Expecting better results with less staff and high ratios

Published

Management at my hospital, like a lot of places, upped nurse ratios throughout the hospital. I'm in ER where there is a huge emphasis on getting admitted pts upstairs. But now the floor nurses have higher ratios. The charge nurses now must take pts. They took away a designated admit nurse. Now, to top it off, the techs can no longer to accuchecks because of some new state regulation.

Yesterday I had a pt who came into the ER at 9:30 AM. She was marked for admit at around 11:30. Then we had to wait for a room.

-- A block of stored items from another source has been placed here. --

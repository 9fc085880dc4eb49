//! Test utilities shared across the crate.
//!
//! This module is only compiled during tests (`#[cfg(test)]`).

use async_trait::async_trait;
use chrono::Local;
use std::sync::Arc;

use crate::api::{CountrySource, FetchError};
use crate::core::action::{Action, update};
use crate::core::country::{Country, CountryName};
use crate::core::state::App;

/// A source that never returns anything useful, for tests that don't fetch.
pub struct NoopSource;

#[async_trait]
impl CountrySource for NoopSource {
    fn name(&self) -> &str {
        "noop"
    }

    async fn fetch_countries(&self) -> Result<Vec<Country>, FetchError> {
        Ok(Vec::new())
    }
}

/// Builds a minimal record: UN member, independent, subregion "<region> sub".
pub fn country(code: &str, name: &str, population: u64, area: Option<f64>, region: &str) -> Country {
    Country {
        cca3: code.to_string(),
        name: CountryName {
            common: name.to_string(),
            official: name.to_string(),
        },
        population,
        area,
        region: region.to_string(),
        subregion: Some(format!("{region} sub")),
        un_member: true,
        independent: true,
        ..Default::default()
    }
}

fn with(
    mut c: Country,
    subregion: &str,
    borders: &[&str],
    un_member: bool,
    independent: bool,
) -> Country {
    c.subregion = Some(subregion.to_string());
    c.borders = borders.iter().map(|b| (*b).to_string()).collect();
    c.un_member = un_member;
    c.independent = independent;
    c.continents = vec![c.region.clone()];
    c
}

/// A dozen real-ish records covering every region used in tests.
pub fn fixture_records() -> Vec<Country> {
    vec![
        with(
            country("USA", "United States", 329_484_123, Some(9_372_610.0), "Americas"),
            "North America",
            &["CAN", "MEX"],
            true,
            true,
        ),
        with(
            country("CAN", "Canada", 38_005_238, Some(9_984_670.0), "Americas"),
            "North America",
            &["USA"],
            true,
            true,
        ),
        with(
            country("MEX", "Mexico", 128_932_753, Some(1_964_375.0), "Americas"),
            "North America",
            &["BLZ", "GTM", "USA"],
            true,
            true,
        ),
        with(
            country("GBR", "United Kingdom", 67_215_293, Some(242_900.0), "Europe"),
            "Northern Europe",
            &["IRL"],
            true,
            true,
        ),
        with(
            country("FRA", "France", 67_391_582, Some(551_695.0), "Europe"),
            "Western Europe",
            &["AND", "BEL", "DEU", "ITA", "LUX", "MCO", "ESP", "CHE"],
            true,
            true,
        ),
        with(
            country("ESP", "Spain", 47_351_567, Some(505_992.0), "Europe"),
            "Southern Europe",
            &["AND", "FRA", "GIB", "PRT", "MAR"],
            true,
            true,
        ),
        with(
            country("ARE", "United Arab Emirates", 9_890_400, Some(83_600.0), "Asia"),
            "Western Asia",
            &["OMN", "SAU"],
            true,
            true,
        ),
        with(
            country("JPN", "Japan", 125_836_021, Some(377_930.0), "Asia"),
            "Eastern Asia",
            &[],
            true,
            true,
        ),
        with(
            country("AUS", "Australia", 25_687_041, Some(7_692_024.0), "Oceania"),
            "Australia and New Zealand",
            &[],
            true,
            true,
        ),
        with(
            country("FJI", "Fiji", 896_444, Some(18_272.0), "Oceania"),
            "Melanesia",
            &[],
            true,
            true,
        ),
        with(
            country("NGA", "Nigeria", 206_139_587, Some(923_768.0), "Africa"),
            "Western Africa",
            &["BEN", "CMR", "TCD", "NER"],
            true,
            true,
        ),
        with(
            country("ESH", "Western Sahara", 510_713, Some(266_000.0), "Africa"),
            "Northern Africa",
            &["DZA", "MRT", "MAR"],
            false,
            false,
        ),
    ]
}

pub fn fixture_countries() -> Vec<Arc<Country>> {
    fixture_records().into_iter().map(Arc::new).collect()
}

/// Creates a test App with a NoopSource.
pub fn test_app() -> App {
    App::new(Arc::new(NoopSource))
}

/// A test App that has already received the fixture records.
pub fn loaded_app() -> App {
    let mut app = test_app();
    update(&mut app, Action::Load);
    update(
        &mut app,
        Action::FetchSucceeded {
            countries: fixture_records(),
            fetched_at: Local::now(),
        },
    );
    app
}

Of course the floors can't get rooms available until they discharge. Waited forever for that, then the room was dirty, then they changed the room assignment, and that one was a terminal clean, then the nurse was busy, after I sent the SBAR yet again because their printer was not printing right. Then the admit doc decided to change the pt to Tele. Then waited for a room, then it was dirty, SBAR sent, report given. Room a terminal. Finally, after 9 PM the pt went upstairs. The pt and family were so patient, I really had to reassure them and keep up a positive rapport though.

90% of our flow problem is because upstairs doesn't have enough help! And some of my crankier ER colleagues will then take a self-righteous attitude toward the floor nurses, severely resenting them for being on lunch when they want to give report. Yet, there is no designated charge nurse who can take report. Yeah, lets turn on one another instead of naming the true cause.

Thank you for reading.

This is exactly why the curent glut of nurses was created. To give nurse employers the abiliety to increase ratios and cut nurses pay and benifits without fear of haveing an unstaffed unit. A few years ago when most hospitals had a variety of open positions all the time managment didn't dare do such things our their nurses would vote with their feet and the hospital would be left high and dry.

The current glut of new nurses was created specifically by private institutions of higher education. These vultures realized they could make millions in loan money by peddling associate degrees to prospective students by continuing to hype the nursing shortage that doesn't exist. People can't complain about facilities not hiring new grads and in the same breath claim that these same institutions wanted all of these new grads in the first place. I understand and respect your frustrations about staffing levels in certain hospitals and facilities, but you need to be honest about your arguments.

Specializes in burn ICU, SICU, ER, Trauma Rapid Response.
The current glut of new nurses was created specifically by private institutions of higher education. These vultures realized they could make millions in loan money by peddling associate degrees to prospective students by continuing to hype the nursing shortage that doesn't exist.

Of course the "nursing shortage doesn't and didn't exist. However the private schools you mention are only part of the problem.

Public school jumped on the band wagon and started graduating many times more grads than they did before or than were needed. In my sate lots of schools went from on graduating class a year to two. Lots of Accelerated BSN and direct entry masters programs were created. The DE MSN programs in particular are cash cows for universities. They get to sell the same product that the community colleges are selling for around $7K and charge graduate tuition for it and they are eligible for financial aid.

What's even worse about the public schools is that they did it with OUR money, tax payer money extorted from congress and state legislatures with false propaganda and the backing of nurse employers like hospitals.

People can't complain about facilities not hiring new grads and in the same breath claim that these same institutions wanted all of these new grads in the first place. I understand and respect your frustrations about staffing levels in certain hospitals and facilities, but you need to be honest about your arguments.

If you think that health systems and other employers of nurses were not strongly behind the creation of the glut of nurses you are mistaken. I have seen where CEO's of huge health systems spoke before the state legislature demanding that the state expand nursing programs to fix the supposed "nursing shortage".